NEVER auto-fix (requires human investigation)

NotReady nodes
MemoryPressure / DiskPressure / PIDPressure
ImagePullBackOff (usually a bad tag / registry credential)
Deployment ready-replica mismatch
Pending PVCs
Node CPU/memory >90%
CronJob failures
DaemonSet desired != ready
Vault sealed
ClusterSecretStore not Ready
cert-manager Certificate failures
Backup freshness regressions
Any external-reachability failure

Deep-investigation recipes per failure mode

Node Issues (checks 1, 3, 17, 25)

kubectl describe node <node>
kubectl top nodes
kubectl get events --field-selector involvedObject.name=<node> --sort-by='.lastTimestamp'
# SSH to the node
ssh root@10.0.20.10X
systemctl status kubelet
journalctl -u kubelet --since "30 minutes ago" | tail -100
df -h ; free -h

Node IPs: 10.0.20.100 master, .101 node1 (GPU), .102 node2, .103 node3, .104 node4.

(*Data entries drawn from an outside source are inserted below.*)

//! Summary exporter - SummaryTable → .xlsx

use crate::error::MrfResult;
use crate::types::{RowValues, SummaryTable};
use rust_xlsxwriter::{DocProperties, Format, FormatAlign, Formula, Workbook, Worksheet};
use std::path::Path;
use tracing::debug;

/// Document properties written into the summary file
#[derive(Debug, Clone, PartialEq, Eq)]
pub struct ExportMetadata {
    pub title: String,
    pub author: String,
}

/// Writes a [`SummaryTable`] as a single-sheet workbook
pub struct SummaryExporter<'a> {
    table: &'a SummaryTable,
    metadata: ExportMetadata,
}

impl<'a> SummaryExporter<'a> {
    pub fn new(table: &'a SummaryTable, metadata: ExportMetadata) -> Self {
        Self { table, metadata }
    }

    /// Export to an .xlsx file
    pub fn export(&self, output_path: &Path) -> MrfResult<()> {
        let mut workbook = self.build()?;
        workbook.save(output_path)?;
        debug!(path = %output_path.display(), "saved summary");
        Ok(())
    }

    /// Export to an in-memory .xlsx
    pub fn to_buffer(&self) -> MrfResult<Vec<u8>> {
        let mut workbook = self.build()?;
        Ok(workbook.save_to_buffer()?)
    }

    fn build(&self) -> MrfResult<Workbook> {
        let mut workbook = Workbook::new();
        let properties = DocProperties::new()
            .set_title(&self.metadata.title)
            .set_author(&self.metadata.author);
        workbook.set_properties(&properties);

        let worksheet = workbook.add_worksheet();
        self.write_sheet(worksheet)?;
        Ok(workbook)
    }

    fn write_sheet(&self, worksheet: &mut Worksheet) -> MrfResult<()> {
        let table = self.table;
        let header_format = Format::new().set_bold();
        let title_format = Format::new().set_bold().set_align(FormatAlign::Center);
        let value_format = match &table.number_format {
            Some(num_format) => Format::new().set_num_format(num_format),
            None => Format::new(),
        };
        let total_format = value_format.clone().set_bold();
        let last_col = table.column_count().saturating_sub(1) as u16;

        let mut row: u32 = 0;

        // Title row, merged across the table
        if let Some(title) = &table.title {
            if last_col > 0 {
                worksheet.merge_range(0, 0, 0, last_col, title, &title_format)?;
            } else {
                worksheet.write_string_with_format(0, 0, title, &title_format)?;
            }
            row += 1;
        }

        for (col, header) in table.headers.iter().enumerate() {
            worksheet.write_string_with_format(row, col as u16, header, &header_format)?;
        }
        row += 1;

        for club in &table.rows {
            worksheet.write_string(row, 0, &club.club)?;
            match &club.values {
                RowValues::Feedback(Some(text)) => {
                    worksheet.write_string(row, 1, text)?;
                }
                RowValues::Feedback(None) => {}
                RowValues::Totals(values) => {
                    for (i, value) in values.iter().enumerate() {
                        worksheet.write_number_with_format(
                            row,
                            (i + 1) as u16,
                            *value,
                            &value_format,
                        )?;
                    }
                }
            }
            row += 1;
        }

        if let Some(total) = &table.total {
            worksheet.write_string_with_format(row, 0, &total.label, &header_format)?;
            for (i, formula) in total.formulas.iter().enumerate() {
                worksheet.write_formula_with_format(
                    row,
                    (i + 1) as u16,
                    Formula::new(formula),
                    &total_format,
                )?;
            }
        }

        // Column widths
        worksheet.set_column_width(0, 32)?;
        if table.procedure.has_totals() {
            for col in 1..=last_col {
                worksheet.set_column_width(col, 24)?;
            }
        } else if last_col > 0 {
            worksheet.set_column_width(1, 80)?;
        }

        Ok(())
    }
}

#[cfg(test)]
mod tests {
    use super::*;
    use crate::types::{ClubRow, Procedure};
    use chrono::Month;

    fn metadata() -> ExportMetadata {
        ExportMetadata {
            title: "TOTAL HOURS PER TENET".to_string(),
            author: "mrf-parse".to_string(),
        }
    }

    #[test]
    fn test_export_hours_to_buffer() {
        let mut table = SummaryTable::new(Procedure::Hours, Month::May, 2020);
        table.push_row(ClubRow::totals("Lincoln", vec![1.0, 2.0, 3.0]));
        table.append_total_row();

        let buffer = SummaryExporter::new(&table, metadata()).to_buffer().unwrap();
        // .xlsx files are zip archives
        assert_eq!(&buffer[..2], b"PK");
    }

    #[test]
    fn test_export_empty_feedback_table() {
        let table = SummaryTable::new(Procedure::Feedback, Month::May, 2020);
        assert!(SummaryExporter::new(&table, metadata()).to_buffer().is_ok());
    }
}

Pod Issues (checks 4, 5, 11, 19)

kubectl describe pod -n <ns> <pod>
kubectl logs -n <ns> <pod> --tail=200
kubectl logs -n <ns> <pod> --previous --tail=200
kubectl get events -n <ns> --sort-by='.lastTimestamp' | tail -20

Common failure causes: OOMKilled (raise mem limit in Terraform), bad config / missing env var, DB connection failure (check dbaas pods), NFS mount failure (showmount -e 192.168.1.127), stale imagePullSecret.

Deployment / StatefulSet / DaemonSet (checks 6, 7, 16)

kubectl describe deployment -n <ns> <name>
kubectl rollout status deployment -n <ns> <name>
kubectl rollout history deployment -n <ns> <name>
kubectl get rs -n <ns> -l app=<app>

PVC (check 8)

kubectl describe pvc -n <ns> <pvc>
kubectl get events -n <ns> --field-selector reason=FailedMount --sort-by='.lastTimestamp'
kubectl get pv | grep <pvc>
showmount -e 192.168.1.127

cert-manager (checks 31, 32, 33)

kubectl get certificate -A
kubectl describe certificate -n <ns> <name>
kubectl get certificaterequest -A
kubectl describe certificaterequest -n <ns> <name>
kubectl logs -n cert-manager deploy/cert-manager | tail -50

Common causes: ACME HTTP-01 challenge blocked, ClusterIssuer missing DNS provider secret, rate-limit from Let's Encrypt.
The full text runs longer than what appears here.